▸ WHAT TO PRODUCE
Give the number of lines in these entries that contain the string "CursorRequest", with no further comment.

▸ INFORMATION SUPPLIED
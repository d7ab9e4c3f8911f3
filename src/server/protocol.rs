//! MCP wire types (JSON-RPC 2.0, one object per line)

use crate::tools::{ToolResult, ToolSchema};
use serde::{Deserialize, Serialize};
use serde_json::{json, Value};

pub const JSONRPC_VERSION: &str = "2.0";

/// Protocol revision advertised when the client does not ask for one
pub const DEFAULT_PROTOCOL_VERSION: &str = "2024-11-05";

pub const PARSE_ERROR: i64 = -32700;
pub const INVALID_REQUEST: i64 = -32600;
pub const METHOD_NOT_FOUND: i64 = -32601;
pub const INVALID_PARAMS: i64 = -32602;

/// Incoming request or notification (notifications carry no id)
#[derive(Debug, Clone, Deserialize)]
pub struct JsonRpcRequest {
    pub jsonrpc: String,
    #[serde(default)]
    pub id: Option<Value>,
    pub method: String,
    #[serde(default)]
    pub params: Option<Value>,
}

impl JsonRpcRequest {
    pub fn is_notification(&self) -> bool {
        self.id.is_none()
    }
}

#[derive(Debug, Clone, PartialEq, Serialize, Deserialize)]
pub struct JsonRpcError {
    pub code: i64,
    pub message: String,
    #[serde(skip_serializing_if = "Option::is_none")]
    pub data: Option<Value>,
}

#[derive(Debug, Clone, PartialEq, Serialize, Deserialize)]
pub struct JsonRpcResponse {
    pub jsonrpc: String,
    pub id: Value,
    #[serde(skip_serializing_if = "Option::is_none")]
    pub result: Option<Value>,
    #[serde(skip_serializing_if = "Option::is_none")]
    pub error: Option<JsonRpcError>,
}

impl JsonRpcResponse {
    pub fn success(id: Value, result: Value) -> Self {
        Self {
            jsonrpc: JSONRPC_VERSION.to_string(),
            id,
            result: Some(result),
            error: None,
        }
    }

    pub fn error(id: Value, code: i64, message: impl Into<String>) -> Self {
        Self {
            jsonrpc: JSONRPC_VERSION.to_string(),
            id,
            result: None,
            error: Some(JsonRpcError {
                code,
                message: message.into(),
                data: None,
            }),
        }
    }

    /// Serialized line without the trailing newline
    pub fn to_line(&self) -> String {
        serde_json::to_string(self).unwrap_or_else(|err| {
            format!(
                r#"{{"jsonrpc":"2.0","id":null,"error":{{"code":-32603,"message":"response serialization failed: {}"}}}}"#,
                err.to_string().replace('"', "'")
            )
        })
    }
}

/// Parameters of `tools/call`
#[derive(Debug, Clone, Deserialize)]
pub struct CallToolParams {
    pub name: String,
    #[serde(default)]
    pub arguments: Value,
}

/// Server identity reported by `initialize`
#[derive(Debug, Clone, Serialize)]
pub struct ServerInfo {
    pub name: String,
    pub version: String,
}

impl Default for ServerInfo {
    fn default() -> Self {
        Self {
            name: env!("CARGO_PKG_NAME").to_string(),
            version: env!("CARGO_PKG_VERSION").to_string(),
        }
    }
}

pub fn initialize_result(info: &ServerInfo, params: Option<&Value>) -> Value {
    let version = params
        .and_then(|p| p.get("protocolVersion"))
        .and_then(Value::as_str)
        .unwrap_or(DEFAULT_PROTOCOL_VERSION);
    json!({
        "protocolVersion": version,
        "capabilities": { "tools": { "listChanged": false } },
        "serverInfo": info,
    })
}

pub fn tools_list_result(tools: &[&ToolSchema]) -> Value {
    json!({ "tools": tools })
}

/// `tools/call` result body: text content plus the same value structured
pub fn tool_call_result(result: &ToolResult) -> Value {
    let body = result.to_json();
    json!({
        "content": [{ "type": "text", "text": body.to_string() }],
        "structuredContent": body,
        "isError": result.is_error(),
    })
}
--
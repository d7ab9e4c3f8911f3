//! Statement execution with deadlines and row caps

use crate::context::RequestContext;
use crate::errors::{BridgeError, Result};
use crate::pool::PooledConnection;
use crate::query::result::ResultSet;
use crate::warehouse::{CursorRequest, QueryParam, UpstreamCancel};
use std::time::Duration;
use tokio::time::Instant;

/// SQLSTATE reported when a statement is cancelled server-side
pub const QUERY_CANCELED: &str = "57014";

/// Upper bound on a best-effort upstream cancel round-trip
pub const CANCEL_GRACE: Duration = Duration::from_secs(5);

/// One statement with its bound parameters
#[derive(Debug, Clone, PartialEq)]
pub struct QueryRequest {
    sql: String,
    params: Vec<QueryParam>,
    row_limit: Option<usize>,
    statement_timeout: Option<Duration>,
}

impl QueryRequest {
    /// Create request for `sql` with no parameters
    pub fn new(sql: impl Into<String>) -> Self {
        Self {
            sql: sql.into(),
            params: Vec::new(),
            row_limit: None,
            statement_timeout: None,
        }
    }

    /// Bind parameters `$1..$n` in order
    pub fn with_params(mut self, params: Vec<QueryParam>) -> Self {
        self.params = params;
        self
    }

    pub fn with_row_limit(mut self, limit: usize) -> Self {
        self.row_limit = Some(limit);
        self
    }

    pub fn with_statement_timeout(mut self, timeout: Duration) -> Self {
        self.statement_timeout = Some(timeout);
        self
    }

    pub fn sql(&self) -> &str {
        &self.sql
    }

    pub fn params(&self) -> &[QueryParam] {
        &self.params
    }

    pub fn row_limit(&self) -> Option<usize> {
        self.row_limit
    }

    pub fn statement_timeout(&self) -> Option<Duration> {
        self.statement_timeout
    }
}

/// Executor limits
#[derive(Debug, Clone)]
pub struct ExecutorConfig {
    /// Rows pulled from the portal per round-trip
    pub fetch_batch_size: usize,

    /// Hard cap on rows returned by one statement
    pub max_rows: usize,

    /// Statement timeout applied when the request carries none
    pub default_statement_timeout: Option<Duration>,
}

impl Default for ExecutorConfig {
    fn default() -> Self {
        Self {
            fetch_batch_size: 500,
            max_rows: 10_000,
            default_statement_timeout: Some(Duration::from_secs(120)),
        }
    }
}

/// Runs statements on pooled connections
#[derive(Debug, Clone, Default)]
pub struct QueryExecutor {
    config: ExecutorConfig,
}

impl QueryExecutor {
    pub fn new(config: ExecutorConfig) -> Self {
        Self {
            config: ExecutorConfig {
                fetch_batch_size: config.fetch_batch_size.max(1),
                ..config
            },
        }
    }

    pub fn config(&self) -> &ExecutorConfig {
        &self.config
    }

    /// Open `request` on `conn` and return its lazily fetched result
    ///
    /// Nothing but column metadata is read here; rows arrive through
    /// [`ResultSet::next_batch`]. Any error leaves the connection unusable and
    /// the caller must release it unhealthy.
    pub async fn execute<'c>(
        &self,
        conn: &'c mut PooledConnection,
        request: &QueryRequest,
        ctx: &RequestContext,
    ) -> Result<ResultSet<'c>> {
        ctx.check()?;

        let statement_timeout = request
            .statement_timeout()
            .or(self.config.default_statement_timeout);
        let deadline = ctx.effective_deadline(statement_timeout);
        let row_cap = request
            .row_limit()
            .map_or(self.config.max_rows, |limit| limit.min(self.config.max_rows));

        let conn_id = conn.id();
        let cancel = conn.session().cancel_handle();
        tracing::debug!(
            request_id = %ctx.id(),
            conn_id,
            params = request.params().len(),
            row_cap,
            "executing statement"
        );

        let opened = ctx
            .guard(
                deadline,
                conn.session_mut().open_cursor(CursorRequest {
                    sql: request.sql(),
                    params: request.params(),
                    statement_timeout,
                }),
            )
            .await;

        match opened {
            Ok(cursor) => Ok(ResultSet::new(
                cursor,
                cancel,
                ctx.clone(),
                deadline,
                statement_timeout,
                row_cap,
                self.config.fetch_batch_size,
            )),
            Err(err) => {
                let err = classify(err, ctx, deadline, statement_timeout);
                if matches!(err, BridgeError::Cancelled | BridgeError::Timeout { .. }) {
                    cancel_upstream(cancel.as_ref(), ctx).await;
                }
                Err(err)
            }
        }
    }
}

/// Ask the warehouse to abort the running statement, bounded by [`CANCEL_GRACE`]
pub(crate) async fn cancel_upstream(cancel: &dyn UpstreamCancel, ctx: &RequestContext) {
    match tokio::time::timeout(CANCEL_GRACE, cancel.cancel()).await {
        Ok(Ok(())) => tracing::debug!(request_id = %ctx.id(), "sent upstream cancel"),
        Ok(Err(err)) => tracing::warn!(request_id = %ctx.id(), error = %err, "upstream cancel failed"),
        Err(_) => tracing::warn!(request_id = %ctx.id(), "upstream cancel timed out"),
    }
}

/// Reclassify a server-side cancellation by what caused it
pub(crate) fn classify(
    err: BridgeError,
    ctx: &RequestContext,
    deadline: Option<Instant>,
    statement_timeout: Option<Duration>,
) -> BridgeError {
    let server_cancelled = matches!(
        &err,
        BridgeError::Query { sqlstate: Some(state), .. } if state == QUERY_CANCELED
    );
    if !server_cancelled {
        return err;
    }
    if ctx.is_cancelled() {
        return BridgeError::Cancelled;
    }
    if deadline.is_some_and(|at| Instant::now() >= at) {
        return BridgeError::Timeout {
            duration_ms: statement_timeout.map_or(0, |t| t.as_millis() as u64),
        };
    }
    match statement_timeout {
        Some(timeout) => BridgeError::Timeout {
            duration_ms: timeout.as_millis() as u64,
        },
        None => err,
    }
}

▸ ANSWER BELOW
2